##### Provided data

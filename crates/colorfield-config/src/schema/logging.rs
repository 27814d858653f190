//! Logging configuration.

use serde::{Deserialize, Serialize};

/// Log level.
#[derive(Debug, Clone, Copy, Serialize, Deserialize, PartialEq, Eq)]
#[serde(rename_all = "lowercase")]
#[derive(Default)]
pub enum LogLevel {
    Trace,
    Debug,
    #[default]
    Info,
    Warn,
    Error,
}

impl LogLevel {
    pub fn as_str(&self) -> &'static str {
        match self {
            LogLevel::Trace => "trace",
            LogLevel::Debug => "debug",
            LogLevel::Info => "info",
            LogLevel::Warn => "warn",
            LogLevel::Error => "error",
        }
    }

    /// `tracing-subscriber` filter directive scoped to the workspace crates.
    pub fn directive(&self) -> String {
        format!("colorfield={}", self.as_str())
    }
}

#[derive(Debug, Clone, Serialize, Deserialize)]
#[serde(default)]
#[derive(Default)]
pub struct LoggingConfig {
    pub level: LogLevel,
}
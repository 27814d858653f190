use serde::{Deserialize, Serialize};

/// An sRGB color with 8-bit channels.
///
/// Channels are only set at construction; use [`Color::with_alpha`] to derive
/// a variant with a different alpha.
#[derive(Debug, Clone, Copy, PartialEq, Eq, Hash, Serialize, Deserialize)]
pub struct Color {
    r: u8,
    g: u8,
    b: u8,
    a: u8,
}

impl Color {
    pub const WHITE: Color = Color::from_rgb(255, 255, 255);
    pub const BLACK: Color = Color::from_rgb(0, 0, 0);

    /// Opaque color from red, green and blue.
    pub const fn from_rgb(r: u8, g: u8, b: u8) -> Self {
        Self { r, g, b, a: 255 }
    }

    pub const fn from_rgba(r: u8, g: u8, b: u8, a: u8) -> Self {
        Self { r, g, b, a }
    }

    /// Opaque color from a packed `0xRRGGBB` value. Bits above 24 are ignored.
    pub const fn from_rgb_int(rgb: u32) -> Self {
        Self::from_rgb(
            ((rgb >> 16) & 0xff) as u8,
            ((rgb >> 8) & 0xff) as u8,
            (rgb & 0xff) as u8,
        )
    }

    pub const fn red(&self) -> u8 {
        self.r
    }

    pub const fn green(&self) -> u8 {
        self.g
    }

    pub const fn blue(&self) -> u8 {
        self.b
    }

    pub const fn alpha(&self) -> u8 {
        self.a
    }

    pub const fn with_alpha(self, a: u8) -> Self {
        Self { a, ..self }
    }

    pub const fn is_opaque(&self) -> bool {
        self.a == 255
    }

    /// CSS hex form `#rrggbb`. Alpha is dropped.
    pub fn css(&self) -> String {
        format!("#{:02x}{:02x}{:02x}", self.r, self.g, self.b)
    }
}

#[cfg(test)]
mod tests {
    use super::*;

    #[test]
    fn from_rgb_is_opaque() {
        let c = Color::from_rgb(1, 2, 3);
        assert_eq!(c.alpha(), 255);
        assert!(c.is_opaque());
    }

    #[test]
    fn from_rgb_int_unpacks_channels() {
        let c = Color::from_rgb_int(0x0fe000);
        assert_eq!(c, Color::from_rgba(15, 224, 0, 255));
    }

    #[test]
    fn from_rgb_int_ignores_high_bits() {
        assert_eq!(Color::from_rgb_int(0xff00_0000), Color::BLACK);
    }

    #[test]
    fn with_alpha_keeps_rgb() {
        let c = Color::from_rgb(10, 20, 30).with_alpha(128);
        assert_eq!(c, Color::from_rgba(10, 20, 30, 128));
        assert!(!c.is_opaque());
    }

    #[test]
    fn equality_is_structural() {
        assert_eq!(Color::from_rgba(1, 2, 3, 4), Color::from_rgba(1, 2, 3, 4));
        assert_ne!(Color::from_rgba(1, 2, 3, 4), Color::from_rgba(1, 2, 3, 5));
    }

    #[test]
    fn css_is_lowercase_and_padded() {
        assert_eq!(Color::from_rgb(255, 0, 128).css(), "#ff0080");
        assert_eq!(Color::from_rgb(1, 2, 3).css(), "#010203");
    }

    #[test]
    fn css_drops_alpha() {
        assert_eq!(Color::from_rgba(255, 0, 128, 7).css(), "#ff0080");
    }

    #[test]
    fn constants() {
        assert_eq!(Color::WHITE.css(), "#ffffff");
        assert_eq!(Color::BLACK.css(), "#000000");
    }

    #[test]
    fn color_serialization() {
        let c = Color::from_rgba(10, 20, 30, 40);
        let json = serde_json::to_string(&c).unwrap();
        assert_eq!(json, r#"{"r":10,"g":20,"b":30,"a":40}"#);
        let deserialized: Color = serde_json::from_str(&json).unwrap();
        assert_eq!(c, deserialized);
    }
}
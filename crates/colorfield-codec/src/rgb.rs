//! Functional notation without alpha: `rgb(r,g,b)`.

use colorfield_common::{Color, FormatError, Notation};
use regex::Regex;
use std::sync::LazyLock;

use crate::channel::parse_channel;

static RGB_RE: LazyLock<Regex> = LazyLock::new(|| {
    Regex::new(r"(?i)^rgb\(\s*([0-9]{0,3})\s*,\s*([0-9]{0,3})\s*,\s*([0-9]{0,3})\s*\)$").unwrap()
});

/// Format as `rgb(r,g,b)`. Alpha is dropped.
pub fn encode_rgb(color: Color) -> String {
    format!("rgb({},{},{})", color.red(), color.green(), color.blue())
}

/// Parse `rgb(r,g,b)`. Whitespace is allowed inside the parentheses around
/// each number; the keyword is case-insensitive. Alpha is 255.
pub fn decode_rgb(s: &str) -> Result<Color, FormatError> {
    let caps = RGB_RE
        .captures(s)
        .ok_or_else(|| FormatError::pattern(s, Notation::Rgb))?;
    let r = parse_channel(s, Notation::Rgb, &caps[1])?;
    let g = parse_channel(s, Notation::Rgb, &caps[2])?;
    let b = parse_channel(s, Notation::Rgb, &caps[3])?;
    Ok(Color::from_rgb(r, g, b))
}
//! Inter-group homogeneity of numeric features.
//!
//! For each feature, the rows are grouped by the categorical label and the
//! variance of the per-group means is computed (unweighted global mean of
//! group means, denominator = number of groups − 1). A low variance means
//! the feature scores similarly across groups, i.e. it is homogeneous.

use crate::data::Dataset;
use crate::error::{ClasificarError, Result};
use crate::stats;

/// Computes the variance of per-group means for every numeric feature and
/// identifies the most homogeneous one (minimal variance, first-seen
/// feature wins exact ties).
///
/// Rows with a missing label belong to no group. Within a group, missing
/// feature cells are ignored when computing the group mean.
///
/// # Errors
///
/// - `MissingColumn` if `label_column` is not the dataset's label column,
/// - `EmptyInput` if the dataset has no numeric columns,
/// - `InsufficientGroups` if fewer than 2 distinct labels are present.
pub fn homogeneity(dataset: &Dataset, label_column: &str) -> Result<(Vec<(String, f64)>, String)> {
    let labels = dataset.label(label_column)?;
    if dataset.numeric_names().is_empty() {
        return Err(ClasificarError::EmptyInput);
    }

    // Group row positions by label, first-seen order.
    let mut groups: Vec<(&str, Vec<usize>)> = Vec::new();
    for (row, label) in labels.iter().enumerate() {
        let Some(label) = label else { continue };
        match groups.iter_mut().find(|(name, _)| name == label) {
            Some((_, rows)) => rows.push(row),
            None => groups.push((label, vec![row])),
        }
    }
    if groups.len() < 2 {
        return Err(ClasificarError::InsufficientGroups {
            found: groups.len(),
        });
    }

    let n_groups = groups.len() as f64;
    let mut variances = Vec::new();
    let mut most_homogeneous: Option<(f64, String)> = None;

    for (name, column) in dataset.numeric_columns() {
        let group_means: Vec<f64> = groups
            .iter()
            .map(|(_, rows)| {
                let values: Vec<f64> = rows.iter().filter_map(|&r| column[r]).collect();
                if values.is_empty() {
                    f64::NAN
                } else {
                    stats::mean(&values)
                }
            })
            .collect();

        let global_mean = group_means.iter().sum::<f64>() / n_groups;
        let variance = group_means
            .iter()
            .map(|&m| (m - global_mean) * (m - global_mean))
            .sum::<f64>()
            / (n_groups - 1.0);

        let improves = most_homogeneous
            .as_ref()
            .is_none_or(|(best, _)| variance < *best);
        if improves {
            most_homogeneous = Some((variance, name.to_string()));
        }
        variances.push((name.to_string(), variance));
    }

    let (_, feature) = most_homogeneous.ok_or(ClasificarError::EmptyInput)?;
    Ok((variances, feature))
}

/// Filters homogeneity results down to features whose variance of group
/// means is at most `threshold`. Plain-data helper for external reporting.
#[must_use]
pub fn low_variance(results: &[(String, f64)], threshold: f64) -> Vec<(&str, f64)> {
    results
        .iter()
        .filter(|(_, v)| *v <= threshold)
        .map(|(name, v)| (name.as_str(), *v))
        .collect()
}

#[cfg(test)]
mod tests {
    use super::*;

    fn labeled_dataset() -> Dataset {
        Dataset::new(
            vec![0, 1, 2, 3],
            vec![
                (
                    // Group means 1.5 and 5.5: spread apart.
                    "spread".to_string(),
                    vec![Some(1.0), Some(2.0), Some(5.0), Some(6.0)],
                ),
                (
                    // Group means 3.0 and 3.0: perfectly homogeneous.
                    "flat".to_string(),
                    vec![Some(2.0), Some(4.0), Some(3.0), Some(3.0)],
                ),
            ],
            Some((
                "house".to_string(),
                vec![
                    Some("A".to_string()),
                    Some("A".to_string()),
                    Some("B".to_string()),
                    Some("B".to_string()),
                ],
            )),
        )
        .expect("valid dataset")
    }

    #[test]
    fn test_most_homogeneous_feature() {
        let ds = labeled_dataset();
        let (variances, feature) = homogeneity(&ds, "house").expect("two groups");
        assert_eq!(feature, "flat");
        assert_eq!(variances.len(), 2);

        // Group means 1.5 and 5.5, global 3.5, variance = 2 * 4.0 / 1 = 8.0.
        let spread = variances
            .iter()
            .find(|(n, _)| n == "spread")
            .expect("present");
        assert!((spread.1 - 8.0).abs() < 1e-12);

        let flat = variances.iter().find(|(n, _)| n == "flat").expect("present");
        assert_eq!(flat.1, 0.0);
    }

    #[test]
    fn test_missing_label_column() {
        let ds = labeled_dataset();
        assert!(matches!(
            homogeneity(&ds, "city").unwrap_err(),
            ClasificarError::MissingColumn { .. }
        ));
    }

    #[test]
    fn test_single_group_is_insufficient() {
        let ds = Dataset::new(
            vec![0, 1],
            vec![("x".to_string(), vec![Some(1.0), Some(2.0)])],
            Some((
                "house".to_string(),
                vec![Some("A".to_string()), Some("A".to_string())],
            )),
        )
        .expect("valid dataset");
        assert!(matches!(
            homogeneity(&ds, "house").unwrap_err(),
            ClasificarError::InsufficientGroups { found: 1 }
        ));
    }

    #[test]
    fn test_rows_with_missing_label_join_no_group() {
        let ds = Dataset::new(
            vec![0, 1, 2],
            vec![("x".to_string(), vec![Some(1.0), Some(100.0), Some(3.0)])],
            Some((
                "house".to_string(),
                vec![Some("A".to_string()), None, Some("B".to_string())],
            )),
        )
        .expect("valid dataset");
        let (variances, _) = homogeneity(&ds, "house").expect("two groups");
        // Row 1 (value 100.0) is ignored: means 1.0 and 3.0, variance 2.0.
        assert!((variances[0].1 - 2.0).abs() < 1e-12);
    }

    #[test]
    fn test_first_seen_tie_break() {
        let ds = Dataset::new(
            vec![0, 1],
            vec![
                ("p".to_string(), vec![Some(1.0), Some(1.0)]),
                ("q".to_string(), vec![Some(2.0), Some(2.0)]),
            ],
            Some((
                "house".to_string(),
                vec![Some("A".to_string()), Some("B".to_string())],
            )),
        )
        .expect("valid dataset");
        let (_, feature) = homogeneity(&ds, "house").expect("two groups");
        assert_eq!(feature, "p");
    }

    #[test]
    fn test_low_variance_filter() {
        let results = vec![
            ("a".to_string(), 0.004),
            ("b".to_string(), 120.0),
            ("c".to_string(), 49.9),
        ];
        let low = low_variance(&results, 50.0);
        assert_eq!(low, vec![("a", 0.004), ("c", 49.9)]);
    }
}
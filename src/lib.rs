//! Clasificar: manual descriptive statistics and one-vs-all logistic
//! regression for labeled numeric datasets.
//!
//! Every statistic and every training step is computed with hand-written
//! arithmetic; the crate never calls a statistical or ML library routine.
//! It targets analysts who need exploratory statistics (describe-style
//! summaries, Pearson correlation, inter-group homogeneity) and a
//! reproducible three-feature classifier over the same table.
//!
//! Loading CSVs, parsing command lines, and rendering charts are external
//! concerns: the crate consumes an in-memory [`data::Dataset`] and exposes
//! plain data (summaries, correlations, cost traces, index-aligned
//! predictions) for outside renderers.
//!
//! # Quick Start
//!
//! ```
//! use clasificar::prelude::*;
//!
//! let dataset = Dataset::new(
//!     vec![0, 1, 2, 3],
//!     vec![
//!         ("a".to_string(), vec![Some(10.0), Some(11.0), Some(50.0), Some(51.0)]),
//!         ("b".to_string(), vec![Some(20.0), Some(21.0), Some(60.0), Some(61.0)]),
//!         ("c".to_string(), vec![Some(30.0), Some(31.0), Some(70.0), Some(71.0)]),
//!     ],
//!     Some(("house".to_string(), vec![
//!         Some("A".to_string()),
//!         Some("A".to_string()),
//!         Some("B".to_string()),
//!         Some("B".to_string()),
//!     ])),
//! )
//! .expect("columns share the index length");
//!
//! // Exploratory statistics.
//! let summaries = stats::summarize(&dataset).expect("numeric columns present");
//! assert_eq!(summaries[0].1.count, 4);
//!
//! // Train a one-vs-all classifier on the three features.
//! let features = FeatureSelection::resolve(&dataset, ["a", "b", "c"])
//!     .expect("features present");
//! let trainer = OneVsAllTrainer::new(
//!     TrainConfig::new().with_learning_rate(0.1).with_max_steps(5000),
//! )
//! .expect("valid hyperparameters");
//! let output = trainer
//!     .fit(&dataset, &features, "house")
//!     .expect("trainable dataset");
//!
//! // Predict back the training rows.
//! let predictor = Predictor::new(output.model).expect("validated model");
//! let predictions = predictor.predict(&dataset, &features).expect("complete rows");
//! assert_eq!(predictions.labels()[0].as_deref(), Some("A"));
//! assert_eq!(predictions.labels()[3].as_deref(), Some("B"));
//! ```
//!
//! # Modules
//!
//! - [`data`]: dataset container with explicit missing markers and the
//!   fixed three-feature schema
//! - [`stats`]: descriptive summaries, Pearson correlation, inter-group
//!   homogeneity
//! - [`preprocessing`]: z-score standardization with frozen parameters
//! - [`classification`]: gradient-descent trainer and predictor
//! - [`model`]: persisted model parameters and their JSON artifact
//! - [`error`]: crate-wide error type

pub mod classification;
pub mod data;
pub mod error;
pub mod model;
pub mod prelude;
pub mod preprocessing;
pub mod stats;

##########

Show the lines of the data that hold the word "caps".

    let caps = RGB_RE
    let r = parse_channel(s, Notation::Rgb, &caps[1])?;
    let g = parse_channel(s, Notation::Rgb, &caps[2])?;
    let b = parse_channel(s, Notation::Rgb, &caps[3])?;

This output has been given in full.